Last November, Greene was arrested on charges of "disseminating, procuring or promoting obscenity" to an 18-year-old college student at the University of South Carolina, after which he suggested they go up to her dorm room, according to court records. Camille McCoy had been working in a computer lab in a restricted part of campus when Greene approached her and showed her Internet pornography, according to the student’s mother, Susan McCoy. Camille recounted what happened afterward to the AP: "It was very disgusting. He said, 'Let's go to your room now.' It was kind of scary. He's a pretty big boy. He could've overpowered me."
Susan McCoy claims that Greene had already been told once by USC authorities that he was not allowed on parts of campus. "He had no business being there," she told Mother Jones. The incident was captured on a campus video surveillance camera, and Greene was subsequently arrested, though he has yet to enter a plea or be indicted. A conviction could lead up to 5 years in prison.
So far, Greene has refused to drop out of the campaign, despite requests from the head of the state Democratic Party that he step aside in light of the charges. "The Democratic Party has chosen their nominee, and we have to stand behind their choice," Greene told the AP on Wednesday. "The people have spoken. We need to be pro-South Carolina, not anti-Greene." Greene did not respond to a request for comment from Mother Jones.
Like most South Carolina officials, neither the alleged victim nor her mother had realized that Greene was even running for office until the AP had contacted Camille for comment. Susan McCoy remains convinced that Greene "should be put in jail," claiming the incident "greatly traumatized" her daughter. Shortly after finding out about the news, the victim’s mother had visited the South Carolina Democratic Party headquarters and spoke with Vic Rawl, the former state legislator who lost to Greene in Tuesday’s primary. She also contacted the office of Sen.
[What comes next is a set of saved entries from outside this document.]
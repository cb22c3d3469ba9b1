//! chatlens CLI and HTTP server entry point.
//!
//! Binary name: `chatlens`
//!
//! Parses CLI arguments, sets up tracing, wires the application state, then
//! either serves the HTTP/WebSocket surface or runs a one-off analysis.

mod cli;
mod http;
mod state;

use clap::Parser;
use tokio_util::sync::CancellationToken;

use chatlens_infra::config::resolve_data_dir;
use chatlens_observe::tracing_setup::{
    TracingOptions, filter_for_verbosity, init_tracing, shutdown_tracing,
};

use cli::{Cli, Commands};
use state::AppState;

#[tokio::main]
async fn main() -> anyhow::Result<()> {
    let cli = Cli::parse();

    init_tracing(&TracingOptions {
        default_filter: filter_for_verbosity(cli.verbose, cli.quiet).to_string(),
        json: cli.log_json,
        otel: cli.otel,
    })
    .map_err(|e| anyhow::anyhow!("failed to initialize tracing: {e}"))?;

    let result = run(cli).await;
    shutdown_tracing();
    result
}

async fn run(cli: Cli) -> anyhow::Result<()> {
    let state = AppState::init(resolve_data_dir()).await?;

    match cli.command {
        Commands::Serve { host, port } => {
            let host = host.unwrap_or_else(|| state.config.server.host.clone());
            let port = port.unwrap_or(state.config.server.port);
            let addr = format!("{host}:{port}");
            let listener = tokio::net::TcpListener::bind(&addr).await?;

            let cancel = CancellationToken::new();
            state.start_session(cancel.clone()).await?;

            tracing::info!(%addr, data_dir = %state.data_dir.display(), "chatlens listening");

            let router = http::router::build_router(state);
            axum::serve(listener, router)
                .with_graceful_shutdown(shutdown_signal())
                .await?;

            cancel.cancel();
            tracing::info!("server stopped");
        }

        Commands::Analyze { chat_id } => {
            let result = state.pipeline.analyze(&chat_id).await?;
            if cli.json {
                println!("{}", serde_json::to_string_pretty(&result)?);
            } else {
                println!("{}", result.analysis);
            }
        }
    }

    Ok(())
}

/// Wait for Ctrl+C or SIGTERM for graceful shutdown.
async fn shutdown_signal() {
    let ctrl_c = async {
        if let Err(e) = tokio::signal::ctrl_c().await {
            tracing::error!(error = %e, "failed to install Ctrl+C handler");
            std::future::pending::<()>().await;
        }
    };

    #[cfg(unix)]
    let terminate = async {
        match tokio::signal::unix::signal(tokio::signal::unix::SignalKind::terminate()) {
            Ok(mut signal) => {
                signal.recv().await;
            }
            Err(e) => {
                tracing::error!(error = %e, "failed to install SIGTERM handler");
                std::future::pending::<()>().await;
            }
        }
    };

    #[cfg(not(unix))]
    let terminate = std::future::pending::<()>();

    tokio::select! {
        _ = ctrl_c => {},
        _ = terminate => {},
    }

    tracing::info!("shutdown signal received");
}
Jim DeMint (R-SC), whose seat Greene is challenging.
Susan McCoy is now making a public push to underscore allegations against Greene, not only to attack his campaign but also to change the laws concerning felons running for national political office. The U.S. Constitution allows a convicted felon to become a member of Congress, though the House or Senate can vote to expel a member deemed unfit to serve. "People like this should not even be allowed to run for office," said McCoy. "That’s why we’re concerned—why we’re willing to come forward…there should be an amendment to the Constitution."
In the meantime, Susan McCoy says, she doesn’t plan to let up in her crusade against Greene while he’s still running for office: "I’ll be his worst nightmare."
Update: Greene still refuses to comment on the accusations. But the bizarre circumstances surrounding his campaign have prompted some officials to accuse him of being a plant--and others to question his mental health.